3. Four strains of Ebola can infect humans. The Zaire strain is the most deadly, and is the disease spreading in this outbreak.
The current outbreak is the Zaire ebolavirus. Joss Fong / Vox.
4. Ebola patients have to be kept in isolation wards. One problem is that West Africa lacks enough of them.
Ibrahim Fambulle, barely able to stand, tries to walk to a different isolation room in an Ebola ward on August 15, 2014 in Monrovia, Liberia. Photo by John Moore/Getty Images.
5. This is the worst Ebola outbreak ever.
Ebola deaths by outbreak. Joss Fong/Vox.
6. It's spread to seven countries and killed 3,091 people - nearly twice as many as all other outbreaks combined.

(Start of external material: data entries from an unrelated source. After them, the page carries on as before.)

//! Multi-provider tweak resolution
//!
//! The [`TweaksCoordinator`] owns an ordered list of providers and resolves
//! a (feature, variable) pair by merging what every matching provider
//! knows about it:
//!
//! - `title`, `group` and `value` come from the highest-priority provider
//!   that supplied them; gaps are filled from lower priorities
//! - `can_be_displayed` is true if any matching provider says so
//!
//! Resolutions are memoized until any provider publishes a change on the
//! shared [`ChangeChannel`], at which point the whole cache is dropped.
//!
//! # Example
//!
//! ```ignore
//! use std::sync::Arc;
//! use tweaks_core::{LocalChangeChannel, MainQueue, Provider, TweaksCoordinator};
//!
//! let channel = LocalChangeChannel::shared();
//! let main_queue = Arc::new(MainQueue::new());
//! let coordinator =
//!     TweaksCoordinator::new(vec![Provider::plain(defaults)], channel, main_queue.clone())?;
//! let greet = coordinator.value_for("general", "greet_on_app_did_become_active");
//! ```

use std::collections::HashMap;
use std::fmt;
use std::sync::atomic::{AtomicBool, Ordering};
use std::sync::{Arc, Mutex, MutexGuard, RwLock};

use uuid::Uuid;

use crate::cache::{CachedTweak, ResolutionCache};
use crate::channel::{ChangeChannel, ChannelSubscription, Listener};
use crate::config::CoordinatorConfig;
use crate::error::{Error, Result};
use crate::executor::Executor;
use crate::logging::{LogLevel, LogSink, tracing_sink};
use crate::provider::{CustomizableConfigurationProvider, Provider};
use crate::tweak::{Tweak, TweakValue};

/// Opaque handle identifying one caller subscription.
#[derive(Debug, Clone, Copy, PartialEq, Eq, Hash)]
pub struct SubscriptionToken(Uuid);

impl SubscriptionToken {
    /// Mint a fresh token, e.g. to pass to
    /// [`TweaksCoordinator::subscribe_with_token`].
    pub fn new() -> Self {
        Self(Uuid::new_v4())
    }
}

impl Default for SubscriptionToken {
    fn default() -> Self {
        Self::new()
    }
}

impl fmt::Display for SubscriptionToken {
    fn fmt(&self, f: &mut fmt::Formatter<'_>) -> fmt::Result {
        write!(f, "{}", self.0)
    }
}

/// One caller callback attached to the change channel.
///
/// Releasing it detaches the listener and disarms any delivery already
/// queued on the executor.
struct CallerSubscription {
    live: Arc<AtomicBool>,
    _attachment: ChannelSubscription,
}

impl Drop for CallerSubscription {
    fn drop(&mut self) {
        self.live.store(false, Ordering::SeqCst);
    }
}

/// Resolves tweaks across ranked providers.
///
/// Safe to share between threads. Provider order is fixed at construction.
pub struct TweaksCoordinator {
    providers: Vec<Provider>,
    cache: Arc<Mutex<ResolutionCache>>,
    channel: Arc<dyn ChangeChannel>,
    executor: Arc<dyn Executor>,
    subscriptions: Mutex<HashMap<SubscriptionToken, CallerSubscription>>,
    log_sink: Arc<RwLock<LogSink>>,
    config: CoordinatorConfig,
    _invalidation: ChannelSubscription,
}

impl TweaksCoordinator {
    /// Create a coordinator with the default configuration.
    ///
    /// `executor` is the primary context caller subscriptions are delivered
    /// on. Fails with [`Error::NoProviders`] if `providers` is empty.
    pub fn new(
        providers: Vec<Provider>,
        channel: Arc<dyn ChangeChannel>,
        executor: Arc<dyn Executor>,
    ) -> Result<Self> {
        Self::with_config(providers, channel, executor, CoordinatorConfig::default())
    }

    /// Create a coordinator with an explicit configuration.
    ///
    /// Providers are stably sorted by descending priority, so providers of
    /// equal priority keep the order they were given in. The coordinator
    /// subscribes to `channel` and drops its cache on every publication.
    pub fn with_config(
        mut providers: Vec<Provider>,
        channel: Arc<dyn ChangeChannel>,
        executor: Arc<dyn Executor>,
        config: CoordinatorConfig,
    ) -> Result<Self> {
        if providers.is_empty() {
            return Err(Error::NoProviders);
        }
        providers.sort_by(|a, b| b.priority().cmp(&a.priority()));

        let sink = tracing_sink();
        for provider in &providers {
            provider.set_log_sink(sink.clone());
        }
        let log_sink = Arc::new(RwLock::new(sink));

        let cache = Arc::new(Mutex::new(ResolutionCache::new()));
        let invalidation = channel.subscribe(invalidation_listener(&cache, &log_sink));

        let coordinator = Self {
            providers,
            cache,
            channel,
            executor,
            subscriptions: Mutex::new(HashMap::new()),
            log_sink,
            config,
            _invalidation: invalidation,
        };
        coordinator.log(
            LogLevel::Verbose,
            &format!(
                "Configurations lookup order => [{}]",
                coordinator
                    .providers
                    .iter()
                    .map(ToString::to_string)
                    .collect::<Vec<_>>()
                    .join(", ")
            ),
        );
        Ok(coordinator)
    }

    /// Resolve a tweak, consulting the cache first.
    ///
    /// Returns `None` when no provider knows the key; misses are never
    /// cached, so a later call checks every provider again.
    pub fn resolve(&self, feature: &str, variable: &str) -> Option<Tweak> {
        let generation = {
            let cache = self.lock_cache();
            let hit = if self.config.use_cache {
                cache.get(feature, variable).cloned()
            } else {
                None
            };
            if let Some(cached) = hit {
                drop(cache);
                self.log(
                    LogLevel::Verbose,
                    &format!(
                        "Tweak '{}' found in cache (source: {})",
                        cached.tweak, cached.source
                    ),
                );
                return Some(cached.tweak);
            }
            cache.generation()
        };

        let mut resolved: Option<(Tweak, &str)> = None;
        for provider in &self.providers {
            let Some(found) = provider.tweak(feature, variable) else {
                self.log(
                    LogLevel::Verbose,
                    &format!(
                        "Tweak with identifier '{}' NOT found in configuration {}",
                        variable, provider
                    ),
                );
                continue;
            };
            self.log(
                LogLevel::Verbose,
                &format!("Tweak '{}' found in configuration {}", found, provider),
            );
            resolved = Some(match resolved {
                Some((merged, source)) => (merged.merged_with(&found), source),
                None => (Tweak::new(variable).merged_with(&found), provider.name()),
            });
        }

        let Some((tweak, source)) = resolved else {
            self.log(
                LogLevel::Error,
                &format!(
                    "No Tweak found for feature '{}' and identifier '{}'",
                    feature, variable
                ),
            );
            return None;
        };

        self.log(
            LogLevel::Debug,
            &format!(
                "Tweak with feature '{}' and variable '{}' resolved. Using '{}'.",
                feature, variable, tweak
            ),
        );

        if self.config.use_cache {
            let stored = self.lock_cache().insert(
                generation,
                feature,
                variable,
                CachedTweak {
                    tweak: tweak.clone(),
                    source: source.to_string(),
                },
            );
            if !stored {
                self.log(
                    LogLevel::Verbose,
                    &format!(
                        "Configuration changed while resolving '{}'; result not cached",
                        variable
                    ),
                );
            }
        }

        Some(tweak)
    }

    /// The merged value of a tweak, if any provider supplied one.
    pub fn value_for(&self, feature: &str, variable: &str) -> Option<TweakValue> {
        self.resolve(feature, variable)
            .and_then(|tweak| tweak.value().cloned())
    }

    /// The highest-priority provider that can enumerate its variables.
    pub fn top_customizable_provider(&self) -> Option<Arc<dyn CustomizableConfigurationProvider>> {
        self.providers
            .iter()
            .find_map(|provider| provider.as_customizable().cloned())
    }

    /// Every tweak known to the top customizable provider that may be shown
    /// to users.
    ///
    /// Identifiers carry no feature, so each one is resolved under
    /// [`CoordinatorConfig::listing_feature`].
    pub fn list_displayable_tweaks(&self) -> Vec<Tweak> {
        let Some(customizable) = self.top_customizable_provider() else {
            self.log(
                LogLevel::Debug,
                "No customizable configuration available; nothing to list",
            );
            return Vec::new();
        };

        let feature = self.config.listing_feature.as_str();
        customizable
            .all_variable_identifiers()
            .into_iter()
            .filter_map(|identifier| self.resolve(feature, &identifier))
            .filter(Tweak::can_be_displayed)
            .collect()
    }

    /// Register `callback` to run whenever configuration changes.
    ///
    /// Callbacks always run on the executor given at construction, whatever
    /// thread published the change. The cache is already cleared by the time
    /// a callback runs. Returns the token to pass to
    /// [`unsubscribe`](Self::unsubscribe).
    pub fn subscribe_to_changes(
        &self,
        callback: impl Fn() + Send + Sync + 'static,
    ) -> SubscriptionToken {
        let token = SubscriptionToken::new();
        self.subscribe_with_token(token, callback);
        token
    }

    /// Register `callback` under `token`, replacing any subscription
    /// already held under it.
    ///
    /// The previous subscription is torn down before the new one is
    /// installed, so it never fires again, even for a change already
    /// queued on the executor.
    pub fn subscribe_with_token(
        &self,
        token: SubscriptionToken,
        callback: impl Fn() + Send + Sync + 'static,
    ) {
        let callback: Arc<dyn Fn() + Send + Sync> = Arc::new(callback);
        let live = Arc::new(AtomicBool::new(true));
        let executor = self.executor.clone();
        let armed = live.clone();
        let listener: Listener = Arc::new(move || {
            if !armed.load(Ordering::SeqCst) {
                return;
            }
            let callback = callback.clone();
            let armed = armed.clone();
            executor.execute(Box::new(move || {
                if armed.load(Ordering::SeqCst) {
                    callback();
                }
            }));
        });

        let mut subscriptions = self.lock_subscriptions();
        let replaced = subscriptions.remove(&token).is_some();
        let attachment = self.channel.subscribe(listener);
        subscriptions.insert(
            token,
            CallerSubscription {
                live,
                _attachment: attachment,
            },
        );
        drop(subscriptions);

        if replaced {
            self.log(
                LogLevel::Debug,
                &format!("Replaced configuration updates subscription {}", token),
            );
        } else {
            self.log(
                LogLevel::Debug,
                &format!("Registered configuration updates subscription {}", token),
            );
        }
    }

    /// Remove the subscription under `token`.
    ///
    /// Returns false if there was none.
    pub fn unsubscribe(&self, token: SubscriptionToken) -> bool {
        let removed = self.lock_subscriptions().remove(&token);
        match removed {
            Some(subscription) => {
                drop(subscription);
                self.log(
                    LogLevel::Debug,
                    &format!("Deregistered configuration updates subscription {}", token),
                );
                true
            }
            None => false,
        }
    }

    /// Number of live caller subscriptions.
    pub fn subscriber_count(&self) -> usize {
        self.lock_subscriptions().len()
    }

    /// Drop every cached resolution.
    pub fn reset_cache(&self) {
        self.lock_cache().clear();
        self.log(LogLevel::Verbose, "Tweaks cache reset");
    }

    /// Replace the log sink here and on every provider.
    pub fn set_log_sink(&self, sink: LogSink) {
        for provider in &self.providers {
            provider.set_log_sink(sink.clone());
        }
        *self
            .log_sink
            .write()
            .unwrap_or_else(|poisoned| poisoned.into_inner()) = sink;
    }

    /// Providers in lookup order.
    pub fn providers(&self) -> &[Provider] {
        &self.providers
    }

    pub fn provider_names(&self) -> Vec<&str> {
        self.providers.iter().map(Provider::name).collect()
    }

    /// Name of the provider a cached resolution came from.
    pub fn cached_source(&self, feature: &str, variable: &str) -> Option<String> {
        self.lock_cache()
            .get(feature, variable)
            .map(|cached| cached.source.clone())
    }

    pub fn cache_len(&self) -> usize {
        self.lock_cache().len()
    }

    pub fn config(&self) -> &CoordinatorConfig {
        &self.config
    }

    fn log(&self, level: LogLevel, message: &str) {
        emit(&self.log_sink, level, message);
    }

    fn lock_cache(&self) -> MutexGuard<'_, ResolutionCache> {
        // A poisoned cache is still consistent enough to clear or read.
        self.cache
            .lock()
            .unwrap_or_else(|poisoned| poisoned.into_inner())
    }

    fn lock_subscriptions(&self) -> MutexGuard<'_, HashMap<SubscriptionToken, CallerSubscription>> {
        self.subscriptions
            .lock()
            .unwrap_or_else(|poisoned| poisoned.into_inner())
    }
}

impl fmt::Debug for TweaksCoordinator {
    fn fmt(&self, f: &mut fmt::Formatter<'_>) -> fmt::Result {
        f.debug_struct("TweaksCoordinator")
            .field("providers", &self.providers)
            .field("config", &self.config)
            .field("cached", &self.cache_len())
            .field("subscribers", &self.subscriber_count())
            .finish()
    }
}

fn invalidation_listener(
    cache: &Arc<Mutex<ResolutionCache>>,
    log_sink: &Arc<RwLock<LogSink>>,
) -> Listener {
    let cache = cache.clone();
    let log_sink = log_sink.clone();
    Arc::new(move || {
        cache
            .lock()
            .unwrap_or_else(|poisoned| poisoned.into_inner())
            .clear();
        emit(
            &log_sink,
            LogLevel::Verbose,
            "Configuration changed; tweaks cache reset",
        );
    })
}

fn emit(log_sink: &RwLock<LogSink>, level: LogLevel, message: &str) {
    // Clone out so the sink never runs under the lock.
    let sink = log_sink
        .read()
        .unwrap_or_else(|poisoned| poisoned.into_inner())
        .clone();
    sink(level, message);
}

7. Ebola has killed more than 200 health care workers in Africa.
A Sierra Leonese burial team carries the coffin of Dr Modupeh Cole, Sierra Leone's second senior physician to die of Ebola. Carl De Souza/AFP/Getty Images.
8. Ebola is also spreading through unsafe burial practices in Africa.
The Tweh farm cemetery in Liberia, where burials have ben halted, September 30, 2014. Pascal Guyot / Getty Images.
9. The only way to catch Ebola is to have direct contact with the bodily fluids of someone who has Ebola and has begun showing symptoms.
10. Modern public health systems can stop Ebola. West Africa's poverty and underfunded health care system allowed it to spread.
11. The CDC projects as many as 1.4 million people could be infected with Ebola by January if the outbreak isn't stopped.
12. But Nigeria and Senegal stopped their Ebola outbreaks cold.
Medics carry a Nigerian patient during his transfer to another hospital in Istanbul, Turkey on September 25, 2014. Metin Pala/Anadolu Agency/Getty Images.
13. A Texas hospital diagnosed the first-ever American case of Ebola on September 30.
14. The United States has a robust health infrastructure that will near-certainly prevent the disease's spread.
15. There is no cure, treatment or vaccine for Ebola.
A possible Ebola vaccine called Chimp Adenovirus type 3 being tested in London. Steve Parsons-WPA Pool/Getty Images.